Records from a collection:
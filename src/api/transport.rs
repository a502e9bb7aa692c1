//! Raw HTTP transport
//!
//! A [`Fetcher`] sends one fully-formed request and hands back the buffered
//! response. Buffering means a response can be inspected more than once and
//! a request can be sent again unchanged.

use std::sync::Arc;

use async_trait::async_trait;
use reqwest::Method;

use super::error::ApiError;

/// A request ready to go on the wire. Cloning is cheap enough to resend.
#[derive(Debug, Clone)]
pub struct HttpRequest {
    pub method: Method,
    pub url: String,
    pub headers: Vec<(String, String)>,
    pub body: Option<String>,
}

impl HttpRequest {
    pub fn get(url: impl Into<String>) -> Self {
        Self {
            method: Method::GET,
            url: url.into(),
            headers: Vec::new(),
            body: None,
        }
    }

    /// Set a header, replacing any existing value with the same name.
    pub fn set_header(&mut self, name: &str, value: impl Into<String>) {
        self.headers.retain(|(n, _)| !n.eq_ignore_ascii_case(name));
        self.headers.push((name.to_string(), value.into()));
    }

    pub fn header(&self, name: &str) -> Option<&str> {
        self.headers
            .iter()
            .find(|(n, _)| n.eq_ignore_ascii_case(name))
            .map(|(_, v)| v.as_str())
    }
}

/// Buffered HTTP response.
#[derive(Debug, Clone)]
pub struct RawResponse {
    pub status: u16,
    pub status_text: String,
    pub body: Vec<u8>,
}

impl RawResponse {
    pub fn new(status: u16, body: impl Into<Vec<u8>>) -> Self {
        let status_text = reqwest::StatusCode::from_u16(status)
            .ok()
            .and_then(|s| s.canonical_reason())
            .unwrap_or_default()
            .to_string();
        Self {
            status,
            status_text,
            body: body.into(),
        }
    }

    pub fn is_ok(&self) -> bool {
        (200..300).contains(&self.status)
    }

    pub fn json(&self) -> Result<serde_json::Value, serde_json::Error> {
        serde_json::from_slice(&self.body)
    }
}

#[async_trait]
pub trait Fetcher: Send + Sync {
    async fn fetch(&self, request: HttpRequest) -> Result<RawResponse, ApiError>;
}

#[async_trait]
impl<T: Fetcher + ?Sized> Fetcher for Arc<T> {
    async fn fetch(&self, request: HttpRequest) -> Result<RawResponse, ApiError> {
        (**self).fetch(request).await
    }
}

/// Plain transport over reqwest.
#[derive(Clone, Default)]
pub struct ReqwestFetcher {
    http: reqwest::Client,
}

impl ReqwestFetcher {
    pub fn new() -> Self {
        Self::default()
    }
}

#[async_trait]
impl Fetcher for ReqwestFetcher {
    async fn fetch(&self, request: HttpRequest) -> Result<RawResponse, ApiError> {
        let mut builder = self.http.request(request.method.clone(), &request.url);
        for (name, value) in &request.headers {
            builder = builder.header(name.as_str(), value.as_str());
        }
        if let Some(body) = request.body {
            builder = builder.body(body);
        }

        let resp = builder
            .send()
            .await
            .map_err(|e| ApiError::Network(format!("{} {}: {}", request.method, request.url, e)))?;
        let status = resp.status();
        let body = resp
            .bytes()
            .await
            .map_err(|e| ApiError::Network(format!("reading body of {}: {}", request.url, e)))?;

        Ok(RawResponse {
            status: status.as_u16(),
            status_text: status.canonical_reason().unwrap_or_default().to_string(),
            body: body.to_vec(),
        })
    }
}


#[cfg(test)]
mod tests {
    use super::*;
    use wiremock::matchers::{body_string, header, method, path};
    use wiremock::{Mock, MockServer, ResponseTemplate};

    #[test]
    fn test_set_header_replaces_case_insensitively() {
        let mut req = HttpRequest::get("http://x");
        req.set_header("Authorization", "Bearer a");
        req.set_header("authorization", "Bearer b");
        assert_eq!(req.headers.len(), 1);
        assert_eq!(req.header("AUTHORIZATION"), Some("Bearer b"));
    }

    #[test]
    fn test_raw_response_status_text() {
        let resp = RawResponse::new(404, "nope");
        assert_eq!(resp.status_text, "Not Found");
        assert!(!resp.is_ok());
        assert!(resp.json().is_err());
    }

    #[tokio::test]
    async fn test_reqwest_fetcher_sends_headers_and_body() {
        let server = MockServer::start().await;
        Mock::given(method("POST"))
            .and(path("/Platform/Echo/"))
            .and(header("X-API-Key", "key"))
            .and(body_string("{\"a\":1}"))
            .respond_with(ResponseTemplate::new(201).set_body_string("{\"ok\":true}"))
            .expect(1)
            .mount(&server)
            .await;

        let mut req = HttpRequest::get(format!("{}/Platform/Echo/", server.uri()));
        req.method = Method::POST;
        req.set_header("X-API-Key", "key");
        req.body = Some("{\"a\":1}".to_string());

        let resp = ReqwestFetcher::new().fetch(req).await.unwrap();
        assert_eq!(resp.status, 201);
        assert_eq!(resp.json().unwrap()["ok"], true);
    }

    #[tokio::test]
    async fn test_reqwest_fetcher_connection_refused_is_network_error() {
        let listener = std::net::TcpListener::bind("127.0.0.1:0").unwrap();
        let addr = listener.local_addr().unwrap();
        drop(listener);

        let err = ReqwestFetcher::new()
            .fetch(HttpRequest::get(format!("http://{}/", addr)))
            .await
            .unwrap_err();
        assert!(matches!(err, ApiError::Network(_)));
    }
}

## Exercise requirements
Copy all lines of the records in which the string "listener" can be found.

## Written response
        let listener = std::net::TcpListener::bind("127.0.0.1:0").unwrap();
        let addr = listener.local_addr().unwrap();
        drop(listener);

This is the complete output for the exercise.